Nell’ombelico di Olivier

di Luca Baroncini (pubblicato in data )

di Olivier Assayas con Vincent Macaigne, Nora Hamzawi, Micha Lescot, Nine d’Urso      

Alla sua prima Berlinale in concorso il regista francese trova nel bravo e altrove simpatico Vincent Macaigne il suo alter ego, anche se sembra mettere un po’ di sé in ognuno dei quattro protagonisti, due fratelli e le relative compagne, che si rifugiano durante il periodo pandemico nella bella tenuta di campagna dove i due fratelli sono cresciuti. Assayas si mette a nudo optando per un racconto intimo che ha l’unico problema di non diventare mai universale. Resta infatti nell’ombelico del suo autore.
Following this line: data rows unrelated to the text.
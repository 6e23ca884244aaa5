//! # Notification Records
//!
//! Every successful mutation appends exactly one record to the registry's
//! event log. The log is append-only and externally observable; records are
//! never rewritten, which is what lets indexers downstream treat it as a
//! source of truth without re-reading registry state.
//!
//! State lives in enum variants, not flag soup. The `delegated` markers on
//! the provider events distinguish self-service calls from provider-relayed
//! ones without needing two event types per action.

use serde::{Deserialize, Serialize};
use uuid::Uuid;

use crate::identity::{Address, Ein};

/// One entry in the registry's append-only notification log.
#[derive(Debug, Clone, PartialEq, Eq, Serialize, Deserialize)]
pub struct EventRecord {
    /// Unique identifier for this record.
    pub id: Uuid,
    /// Ledger time at which the mutation committed.
    pub timestamp: u64,
    /// What happened.
    pub event: Event,
}

/// The mutations external observers can see.
#[derive(Debug, Clone, PartialEq, Eq, Serialize, Deserialize)]
pub enum Event {
    /// A new identity was minted.
    IdentityMinted {
        /// The freshly assigned handle.
        ein: Ein,
        /// Its recovery address.
        recovery_address: Address,
        /// Its first associated address.
        associated_address: Address,
        /// Its first provider.
        provider: Address,
        /// Resolvers attached at mint time.
        resolvers: Vec<Address>,
        /// Whether a provider submitted the mint on the address's behalf.
        delegated: bool,
    },

    /// An address joined an identity's associated set.
    AddressAdded {
        ein: Ein,
        /// The new member.
        address: Address,
        /// The already-associated address that approved the addition.
        approved_by: Address,
        /// The provider that submitted the call.
        provider: Address,
    },

    /// An address left an identity's associated set by its own signature.
    AddressRemoved {
        ein: Ein,
        /// The departed member.
        address: Address,
    },

    /// Providers were granted for an identity.
    ProvidersAdded {
        ein: Ein,
        providers: Vec<Address>,
        /// True when an existing provider made the change, false when an
        /// associated address did it for its own identity.
        delegated: bool,
    },

    /// Providers were revoked for an identity.
    ProvidersRemoved {
        ein: Ein,
        providers: Vec<Address>,
        delegated: bool,
    },

    /// Resolvers were attached to an identity.
    ResolversAdded {
        ein: Ein,
        resolvers: Vec<Address>,
    },

    /// Resolvers were detached from an identity.
    ResolversRemoved {
        ein: Ein,
        resolvers: Vec<Address>,
    },

    /// A provider swapped the identity's recovery address.
    RecoveryAddressChanged {
        ein: Ein,
        /// The displaced address, now holding the grace-window entitlement.
        old_recovery_address: Address,
        /// The newly installed address.
        new_recovery_address: Address,
    },

    /// A recovery trigger wiped and re-seeded the identity.
    RecoveryTriggered {
        ein: Ein,
        /// The address that triggered the recovery (the new recovery address).
        triggered_by: Address,
        /// The sole associated address after the wipe.
        new_associated_address: Address,
        /// The full pre-recovery associated set, in the enumeration order
        /// the eviction commitment was hashed over. Evicted holders need
        /// this exact ordering to build a poison-pill proof.
        old_associated_addresses: Vec<Address>,
    },

    /// An evicted address detonated the poison pill.
    IdentityPoisoned {
        ein: Ein,
        /// The proven-evicted caller.
        triggered_by: Address,
        /// Whether resolvers were wiped along with addresses and providers.
        resolvers_cleared: bool,
    },
}

impl EventRecord {
    /// Stamp a new record with a fresh id at the given ledger time.
    pub fn new(timestamp: u64, event: Event) -> Self {
        Self {
            id: Uuid::new_v4(),
            timestamp,
            event,
        }
    }
}

#[cfg(test)]
mod tests {
    use super::*;

    fn addr(n: u8) -> Address {
        Address::from_bytes([n; 32])
    }

    #[test]
    fn records_get_distinct_ids() {
        let a = EventRecord::new(1, Event::AddressRemoved { ein: Ein(1), address: addr(1) });
        let b = EventRecord::new(1, Event::AddressRemoved { ein: Ein(1), address: addr(1) });
        assert_ne!(a.id, b.id);
    }

    #[test]
    fn event_serde_roundtrip() {
        let record = EventRecord::new(
            77,
            Event::RecoveryTriggered {
                ein: Ein(4),
                triggered_by: addr(1),
                new_associated_address: addr(2),
                old_associated_addresses: vec![addr(3), addr(4)],
            },
        );
        let json = serde_json::to_string(&record).unwrap();
        let back: EventRecord = serde_json::from_str(&json).unwrap();
        assert_eq!(back, record);
    }
}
La malinconia del tempo che passa e tutto consuma, la forza degli oggetti e la loro capacità di sopravvivere a chi li ha utilizzati, le dinamiche familiari sempre complicate e mai davvero risolte, le fragilità umane, scivolano con leggerezza, coperte dal cicaleccio intellettuale dei quattro protagonisti che se le cantano e se le suonano senza sosta. La verve resta tutta nelle intenzioni, lo scavo si ferma alla superficie delle parole, il regista sembra avere in mente solo se stesso e le sue ossessioni. Per dire, anche Woody Allen lo fa, ma non dimentica di avere un pubblico. Ha anche il coraggio di mettere in scena Covid e mascherine, cancellati da ogni film e in fase di rimozione anche dalla nostra memoria, ma l’autoreferenzialità ne frena l’impatto, soprattutto l’interesse.